Geschehen am Tewe Mojun
GALSAN TSCHINAG: »Gold und Staub«, ein großer Roman
Nie hörten wir vom »Tewe Mojun«, dem »Kamelhals«, wie ihn die Tuwa nennen. Es ist ein Berghang im Lande der Fünf Flüsse, nahe dem Tal des Gelben Sees, tief in der Mongolei am Fuße des Altaigebirges. Wenig wissen wir von dem nomadischen Bergvolk hier. Aber das Wenige wissen wir von Galsan Tschinag, dessen Heimat die mongolische Bergsteppe ist, der in die Welt ging und »nach langen Jahren Lakaiendasein unter einer gleichgeschalteten. verängstigten Menschenherde« zurückkehrte und von diesem »traumhaft anmutigen Winkel der Erdkugel ... dem Wunderwerk aus Steppe, Berg und Himmel« wieder einen Roman von Weltformat in die Welt schickt.
Dieser Roman ist nicht nur aus Geschichten und Legenden gewebt, die so alt sind wie die Welt selbst, aus Träumen und schamanischer Tradition gewirkt, angekommen ist auch hier die alltägliche Gegenwart modernster Technik vom Handy über den Lexus bis zu Baukränen und Schotterfahrzeugen. Kaum niedergeschrieben, erhebt der Roman selbst den Anspruch, einzugehen in die »mongolisch-schamanisch-nomadische Legende«. Diese Legende hat eine weibliche Seele. Wichtig sind darin die Frauen: Ehefrau und Mutter, Köchin, Schamanin, Pflegerin von Jurte und Herd, Liebende, Geliebte, Verführerin. Wie der Titel schon verrät, geht es um »verfluchtes« glänzendes Gold und um Staub, Geröll und Schotter. Es geht um mehr: um Zerstörung und Bewahrung, ja, um Tod und Leben. Alles in dem Roman ist zwiegesichtig. Gierig greifen große Haie nach den Schätzen der Mutter Erde, dem Wasser des Sees und der Goldader am Tewe Mojun. Gierig schaben auch die vielen kleinen Zukurzgekommenen ameisengleich nach ein paar Goldbrocken im Gestein.

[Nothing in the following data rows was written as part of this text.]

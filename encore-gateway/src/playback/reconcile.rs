//! Folding one playback event into a stream record's accumulated values.
//!
//! Pure functions; the accumulator supplies the stored snapshot and writes
//! the result back.

use chrono::{DateTime, Utc};
use encore_core::{stream_fields, FieldMap, PlaybackEvent, StreamSnapshot, TelemetryEnvelope};
use serde_json::{json, Value};

/// Backend timestamp layout.
const TIMESTAMP_FORMAT: &str = "%m/%d/%Y %H:%M:%S";

/// Result of applying one event to a snapshot.
#[derive(Debug, Clone, Copy, PartialEq)]
pub struct Reconciled {
    pub snapshot: StreamSnapshot,
    /// Seconds of playback credited for this event.
    pub delta_seconds: f64,
}

/// Apply `event` to the stored snapshot, if any.
///
/// - position never regresses, so a late or duplicate event cannot move
///   the playhead backwards
/// - the credited delta is the client's own non-zero delta when it sends
///   one, otherwise the forward position change since the stored snapshot
/// - with no stored snapshot there is no baseline and nothing is derived
/// - total played only grows; duration keeps the largest non-zero value
pub fn reconcile(existing: Option<&StreamSnapshot>, event: &PlaybackEvent) -> Reconciled {
    let base = existing.copied().unwrap_or_default();
    let reported = event.position();

    let position_seconds = match reported {
        Some(p) if existing.is_some() => base.position_seconds.max(p),
        Some(p) => p,
        None => base.position_seconds,
    };

    let delta_seconds = match (event.explicit_delta(), reported) {
        (Some(delta), _) if delta > 0.0 => delta,
        (_, Some(p)) if existing.is_some() && event.derives_delta() => {
            (p - base.position_seconds).max(0.0)
        }
        _ => 0.0,
    };

    let duration_seconds = base
        .duration_seconds
        .max(event.reported_duration().unwrap_or(0.0));

    Reconciled {
        snapshot: StreamSnapshot {
            position_seconds,
            total_played_seconds: base.total_played_seconds + delta_seconds,
            duration_seconds,
        },
        delta_seconds,
    }
}

pub fn format_timestamp(at: DateTime<Utc>) -> String {
    at.format(TIMESTAMP_FORMAT).to_string()
}

/// Fields written for an event, on create or update.
pub fn event_fields(
    envelope: &TelemetryEnvelope,
    reconciled: &Reconciled,
    at: DateTime<Utc>,
) -> FieldMap {
    let mut fields = FieldMap::new();
    let snapshot = &reconciled.snapshot;
    let now = Value::String(format_timestamp(at));

    fields.insert(stream_fields::POSITION_SECONDS.into(), json!(snapshot.position_seconds));
    fields.insert(
        stream_fields::TOTAL_PLAYED_SECONDS.into(),
        json!(snapshot.total_played_seconds),
    );
    fields.insert(stream_fields::DELTA_SECONDS.into(), json!(reconciled.delta_seconds));
    if snapshot.duration_seconds > 0.0 {
        fields.insert(stream_fields::DURATION_SECONDS.into(), json!(snapshot.duration_seconds));
    }
    fields.insert(
        stream_fields::LAST_EVENT.into(),
        json!(envelope.event.kind().as_str()),
    );
    fields.insert(stream_fields::UPDATED_AT.into(), now.clone());

    if let PlaybackEvent::Error {
        message: Some(message),
        ..
    } = &envelope.event
    {
        fields.insert(stream_fields::ERROR_MESSAGE.into(), json!(message));
    }
    if envelope.event.kind().is_terminal() {
        fields.insert(stream_fields::ENDED_AT.into(), now);
    }
    fields
}

/// Identity fields of a new stream record.
pub fn identity_fields(envelope: &TelemetryEnvelope, at: DateTime<Utc>) -> FieldMap {
    let mut fields = FieldMap::new();
    fields.insert(stream_fields::SESSION_ID.into(), json!(envelope.session_id.as_str()));
    fields.insert(stream_fields::ITEM_ID.into(), json!(envelope.item_id.as_str()));
    if let Some(account) = &envelope.account_id {
        fields.insert(stream_fields::ACCOUNT_ID.into(), json!(account));
    }
    fields.insert(
        stream_fields::STARTED_AT.into(),
        Value::String(format_timestamp(at)),
    );
    fields
}

#[cfg(test)]
mod tests {
    use super::*;
    use chrono::TimeZone;
    use encore_core::{ItemId, SessionId};
    use proptest::prelude::*;

    fn progress(position: f64, delta: Option<f64>) -> PlaybackEvent {
        PlaybackEvent::Progress {
            position_seconds: position,
            delta_seconds: delta,
            duration_seconds: None,
        }
    }

    fn apply(events: &[PlaybackEvent]) -> StreamSnapshot {
        let mut current: Option<StreamSnapshot> = None;
        for event in events {
            current = Some(reconcile(current.as_ref(), event).snapshot);
        }
        current.unwrap_or_default()
    }

    #[test]
    fn test_out_of_order_progress_keeps_position() {
        let snapshot = apply(&[
            PlaybackEvent::Play {
                position_seconds: 0.0,
                duration_seconds: None,
            },
            progress(30.0, Some(30.0)),
            progress(20.0, Some(5.0)),
        ]);
        assert_eq!(snapshot.position_seconds, 30.0);
        assert_eq!(snapshot.total_played_seconds, 35.0);
    }

    #[test]
    fn test_delta_derived_from_position_when_absent() {
        let base = StreamSnapshot {
            position_seconds: 10.0,
            total_played_seconds: 10.0,
            duration_seconds: 0.0,
        };
        let r = reconcile(Some(&base), &progress(25.0, None));
        assert_eq!(r.delta_seconds, 15.0);
        assert_eq!(r.snapshot.total_played_seconds, 25.0);

        // A zero client delta counts as absent.
        let r = reconcile(Some(&base), &progress(25.0, Some(0.0)));
        assert_eq!(r.delta_seconds, 15.0);

        // Going backwards derives nothing.
        let r = reconcile(Some(&base), &progress(4.0, None));
        assert_eq!(r.delta_seconds, 0.0);
        assert_eq!(r.snapshot.position_seconds, 10.0);
    }

    #[test]
    fn test_seek_moves_position_without_crediting_time() {
        let base = StreamSnapshot {
            position_seconds: 10.0,
            total_played_seconds: 10.0,
            duration_seconds: 300.0,
        };
        let r = reconcile(
            Some(&base),
            &PlaybackEvent::Seek {
                position_seconds: 200.0,
                from_seconds: Some(10.0),
            },
        );
        assert_eq!(r.snapshot.position_seconds, 200.0);
        assert_eq!(r.delta_seconds, 0.0);
        assert_eq!(r.snapshot.total_played_seconds, 10.0);
    }

    #[test]
    fn test_no_baseline_derives_nothing() {
        let r = reconcile(None, &progress(120.0, None));
        assert_eq!(r.snapshot.position_seconds, 120.0);
        assert_eq!(r.delta_seconds, 0.0);
    }

    #[test]
    fn test_duration_keeps_largest_non_zero() {
        let base = StreamSnapshot {
            duration_seconds: 240.0,
            ..Default::default()
        };
        let end = PlaybackEvent::End {
            position_seconds: None,
            delta_seconds: None,
            duration_seconds: Some(0.0),
        };
        assert_eq!(reconcile(Some(&base), &end).snapshot.duration_seconds, 240.0);

        let longer = PlaybackEvent::Play {
            position_seconds: 0.0,
            duration_seconds: Some(250.0),
        };
        assert_eq!(reconcile(Some(&base), &longer).snapshot.duration_seconds, 250.0);
    }

    #[test]
    fn test_error_without_position_keeps_stored_position() {
        let base = StreamSnapshot {
            position_seconds: 42.0,
            total_played_seconds: 40.0,
            duration_seconds: 0.0,
        };
        let r = reconcile(
            Some(&base),
            &PlaybackEvent::Error {
                position_seconds: None,
                message: Some("decoder crashed".into()),
            },
        );
        assert_eq!(r.snapshot, base);
    }

    #[test]
    fn test_event_fields_for_terminal_error() {
        let envelope = TelemetryEnvelope::new(
            SessionId::new("s"),
            ItemId::new("i"),
            PlaybackEvent::Error {
                position_seconds: Some(3.0),
                message: Some("boom".into()),
            },
        );
        let at = Utc.with_ymd_and_hms(2026, 3, 4, 5, 6, 7).single().expect("valid date");
        let r = reconcile(None, &envelope.event);
        let fields = event_fields(&envelope, &r, at);

        assert_eq!(fields[stream_fields::LAST_EVENT], json!("ERROR"));
        assert_eq!(fields[stream_fields::ERROR_MESSAGE], json!("boom"));
        assert_eq!(fields[stream_fields::ENDED_AT], json!("03/04/2026 05:06:07"));
        assert!(!fields.contains_key(stream_fields::DURATION_SECONDS));
    }

    #[test]
    fn test_identity_fields() {
        let envelope = TelemetryEnvelope::new(
            SessionId::new("s-1"),
            ItemId::new("t-9"),
            PlaybackEvent::Play {
                position_seconds: 0.0,
                duration_seconds: None,
            },
        )
        .with_account("acct-3");
        let fields = identity_fields(&envelope, Utc::now());
        assert_eq!(fields[stream_fields::SESSION_ID], json!("s-1"));
        assert_eq!(fields[stream_fields::ITEM_ID], json!("t-9"));
        assert_eq!(fields[stream_fields::ACCOUNT_ID], json!("acct-3"));
    }

    fn arb_event() -> impl Strategy<Value = PlaybackEvent> {
        let secs = 0.0f64..10_000.0;
        prop_oneof![
            (secs.clone(), proptest::option::of(secs.clone())).prop_map(|(p, d)| {
                PlaybackEvent::Progress {
                    position_seconds: p,
                    delta_seconds: d,
                    duration_seconds: None,
                }
            }),
            (secs.clone(), proptest::option::of(secs.clone())).prop_map(|(p, d)| {
                PlaybackEvent::Pause {
                    position_seconds: p,
                    delta_seconds: d,
                }
            }),
            secs.clone().prop_map(|p| PlaybackEvent::Seek {
                position_seconds: p,
                from_seconds: None,
            }),
            proptest::option::of(secs.clone()).prop_map(|p| PlaybackEvent::Error {
                position_seconds: p,
                message: None,
            }),
            (proptest::option::of(secs.clone()), proptest::option::of(secs)).prop_map(
                |(p, d)| PlaybackEvent::End {
                    position_seconds: p,
                    delta_seconds: None,
                    duration_seconds: d,
                }
            ),
        ]
    }

    proptest! {
        #[test]
        fn prop_position_and_total_never_decrease(
            events in prop::collection::vec(arb_event(), 1..40),
        ) {
            let mut current: Option<StreamSnapshot> = None;
            for event in &events {
                let next = reconcile(current.as_ref(), event);
                prop_assert!(next.delta_seconds >= 0.0);
                if let Some(prev) = current {
                    prop_assert!(next.snapshot.position_seconds >= prev.position_seconds);
                    prop_assert!(next.snapshot.total_played_seconds >= prev.total_played_seconds);
                    prop_assert!(next.snapshot.duration_seconds >= prev.duration_seconds);
                }
                current = Some(next.snapshot);
            }
        }

        #[test]
        fn prop_replaying_a_derived_event_credits_nothing(
            position in 0.0f64..10_000.0,
            events in prop::collection::vec(arb_event(), 1..10),
        ) {
            let mut current = apply(&events);
            let event = progress(position, None);
            current = reconcile(Some(&current), &event).snapshot;
            let replay = reconcile(Some(&current), &event);
            prop_assert_eq!(replay.delta_seconds, 0.0);
            prop_assert_eq!(replay.snapshot, current);
        }
    }
}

Der Autor und Ich-Erzähler hat - man kann es schon so nennen - ein Wahnsinnsvorhaben. Er will den Altai wieder aufforsten. Zunächst aber soll der verwahrloste Steppenfriedhof, die Liegestätte der Eltern und Brüder, wieder in Ordnung gebracht werden. »Ich räume eine mit verfallenen Grabhügeln und gähnenden Löchern übersäte Steppe auf, um dort einen menschenwürdigen, grünen Friedhof mit bunten Blumen und einem Wald herzurichten ...« Es ist ein Projekt in die Zukunft, »der Friedhof ist eigentlich die ganze Welt«. Dem Vorhaben stellt sich jedoch vieles in den Weg. Es fehlt an Geld und Material, und die Arbeiter fürchten die Geister der hier bestatteten Ahnen. Da taucht plötzlich eine wunderschöne, feuerblonde Kasachin auf und bietet Hilfe an. Die Fremde hat alles, was dem alternden »Häuptling« nicht mehr unbegrenzt zur Verfügung steht: Jugend, Reichtum, Unternehmergeschick.
Die »Goldmilliardärin«, wie sie die Leute nennen, wird zur verführerischen Gegenspielerin des Weltenretters, eigentlich zu seiner anderen Hälfte bei all den zwiespältigen Unternehmungen. Sie wird Gold professionell aus dem Berg holen lassen. Aber - nur der Autor nimmt es wahr: es grummelt bedrohlich unter der verletzten Erde am Tewe Mojun.
Das Geschehen des Romans umfasst nur wenige Tage, doch jeder Tag ist ein Schritt auf dem Jahrhundertweg der Menschheit.